During the last week of March 2015, Harmoneat staff traveled to Hpa-An, Kayin State, to deliver a joint project with Veranda Youth Community Café.

The pilot project, Building Skills and Strengthening Communities, aims to build the hospitality skills and employability of youth in Hpa-An. At the core of the initiative is an aim to demonstrate to students and the wider community the ways in which food can strengthen the ties within, and between, communities.Group Photo Before Cooking Commenced.jpg

10 students participated in the first installment of the pilot project, involving three and half days of vocational “Food and Beverage” training and a range of community-building activities. Students were taught how to cook ethnically diverse foods from all over Myanmar – a process that not only developed students’ kitchen skills, but introduced discussions on Myanmar’s cultural, religious and ethnic diversity.

As participants increased their awareness and understanding of how food is linked with individual and community identity, they discovered the idea of food as a tool to illustrate the commonalities between diverse groups of people.

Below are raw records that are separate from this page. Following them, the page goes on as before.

//! Environment file composition.
//!
//! Each module that builds through generated environment files gets two of
//! them in its workspace:
//!
//! - `userlib.<ext>` holds only the module's own build flags.
//! - `userlib_workdir.<ext>` is what the workspace build includes. It carries
//!   the flags of every linked package, then those of the remaining active
//!   dependencies, and finally the module's own flags. Later writers win, so
//!   the module always has the last word.
//!
//! A module's section is written at most once per file.

use std::fmt::Write as _;
use std::path::{Path, PathBuf};

use chrono::{DateTime, Local};

use crate::core::dependency::DependencyGraph;
use crate::core::env_store::{EnvOp, EnvVar};
use crate::core::error::InstallError;
use crate::core::module::Module;
use crate::core::module_id::ModuleId;
use crate::core::stack::Stack;
use crate::resolver::optional::Resolution;
use crate::util::fs::write_atomic;
use crate::util::hash::Fingerprint;

/// Name and version written into generated file headers.
pub const GENERATOR: &str = concat!("ilcstack ", env!("CARGO_PKG_VERSION"));

const RULE: &str = "################################################################################";

/// Identity of one installation run.
#[derive(Debug, Clone)]
pub struct RunInfo {
    pub id: String,
    pub started: DateTime<Local>,
    pub generator: &'static str,
}

impl RunInfo {
    /// Start a run over `stack`.
    pub fn new(stack: &Stack) -> Self {
        let started = Local::now();
        let mut fp = Fingerprint::new();
        fp.update_str(&started.to_rfc3339());
        for module in stack.iter() {
            fp.update_strs([module.name(), module.version.as_str()]);
        }
        RunInfo {
            id: fp.finish_short(),
            started,
            generator: GENERATOR,
        }
    }
}

/// One module's contributions inside an environment file.
#[derive(Debug, Clone, PartialEq, Eq)]
pub struct EnvSection {
    pub module: ModuleId,
    pub vars: Vec<EnvVar>,
}

impl EnvSection {
    fn of(module: &Module) -> Self {
        EnvSection {
            module: module.id(),
            vars: module.build_env.iter().cloned().collect(),
        }
    }
}

/// A rendered environment file.
#[derive(Debug, Clone, Default, PartialEq, Eq)]
pub struct EnvDocument {
    pub header: Vec<String>,
    pub sections: Vec<EnvSection>,
}

impl EnvDocument {
    fn push(&mut self, module: &Module) {
        self.sections.push(EnvSection::of(module));
    }

    pub fn contains_module(&self, id: ModuleId) -> bool {
        self.sections.iter().any(|s| s.module == id)
    }

    /// Modules in write order.
    pub fn modules(&self) -> Vec<ModuleId> {
        self.sections.iter().map(|s| s.module).collect()
    }

    /// Effective tokens of `name` after replaying every section in order.
    pub fn value_of(&self, name: &str) -> Vec<String> {
        let mut value = Vec::new();
        for var in self.sections.iter().flat_map(|s| &s.vars).filter(|v| v.name == name) {
            if var.op == EnvOp::Override {
                value.clear();
            }
            value.extend(var.tokens.iter().cloned());
        }
        value
    }

    /// Render in makefile syntax.
    pub fn render(&self) -> String {
        let mut out = String::new();
        for line in &self.header {
            let _ = writeln!(out, "{}", line);
        }
        for section in &self.sections {
            let _ = writeln!(out, "\n# {}", section.module);
            for var in &section.vars {
                let _ = writeln!(out, "{} {} {}", var.name, var.op, var.tokens.join(" "));
            }
        }
        out
    }
}

/// The pair of files generated for a module.
#[derive(Debug, Clone)]
pub struct ComposedEnvironment {
    pub global: EnvDocument,
    pub workspace: EnvDocument,
}

impl ComposedEnvironment {
    pub fn global_path(dir: &Path, ext: &str) -> PathBuf {
        dir.join(format!("userlib.{}", ext))
    }

    pub fn workspace_path(dir: &Path, ext: &str) -> PathBuf {
        dir.join(format!("userlib_workdir.{}", ext))
    }

    /// Write both files into `dir`. A failure leaves any previous file intact.
    pub fn write(&self, dir: &Path, ext: &str) -> Result<Vec<PathBuf>, InstallError> {
        let files = [
            (Self::global_path(dir, ext), &self.global),
            (Self::workspace_path(dir, ext), &self.workspace),
        ];

        let mut written = Vec::new();
        for (path, doc) in files {
            write_atomic(&path, &doc.render()).map_err(|source| {
                InstallError::EnvironmentWriteFailed {
                    path: path.clone(),
                    source,
                }
            })?;
            tracing::debug!("wrote {}", path.display());
            written.push(path);
        }
        Ok(written)
    }
}

/// Compose the environment files of `module`.
pub fn compose(module: &Module, stack: &Stack, resolution: &Resolution, run: &RunInfo) -> ComposedEnvironment {
    let header = |scope: &str| {
        vec![
            RULE.to_string(),
            format!(
                "# Environment generated by {} on {} (run {})",
                run.generator,
                run.started.format("%a %b %e %H:%M:%S %Y"),
                run.id
            ),
            format!(
                "# {} for {} located at [ {} ]",
                scope,
                module.name(),
                module.install_path.display()
            ),
            RULE.to_string(),
        ]
    };

    let mut global = EnvDocument {
        header: header("global settings"),
        sections: Vec::new(),
    };
    global.push(module);

    let mut workspace = EnvDocument {
        header: header("workspace settings"),
        sections: Vec::new(),
    };
    let mut seen: Vec<ModuleId> = vec![module.id()];

    if module.descriptor.hosts_packages() {
        for id in resolution.packages(stack) {
            if let Some(package) = stack.get(id) {
                workspace.push(package);
                seen.push(id);
            }
        }
    }

    let closure = DependencyGraph::from_stack(stack).closure(stack, module.id(), &resolution.included);
    for id in closure {
        if seen.contains(&id) {
            continue;
        }
        if let Some(dep) = stack.get(id) {
            workspace.push(dep);
            seen.push(id);
        }
    }

    workspace.push(module);

    ComposedEnvironment { global, workspace }
}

This whole month of April will see the students undertake a volunteer placement at Veranda Youth Community Café. Here they will gain practical experience in a real working restaurant, growing their new knowledge and skills in a professional environment. The ethnically diverse dishes to be taught to participants in this volunteer placement will feature as daily or weekly specials at Veranda, inviting the broader Hpa-An community to share in Myanmar’s deliciously-diverse cuisine.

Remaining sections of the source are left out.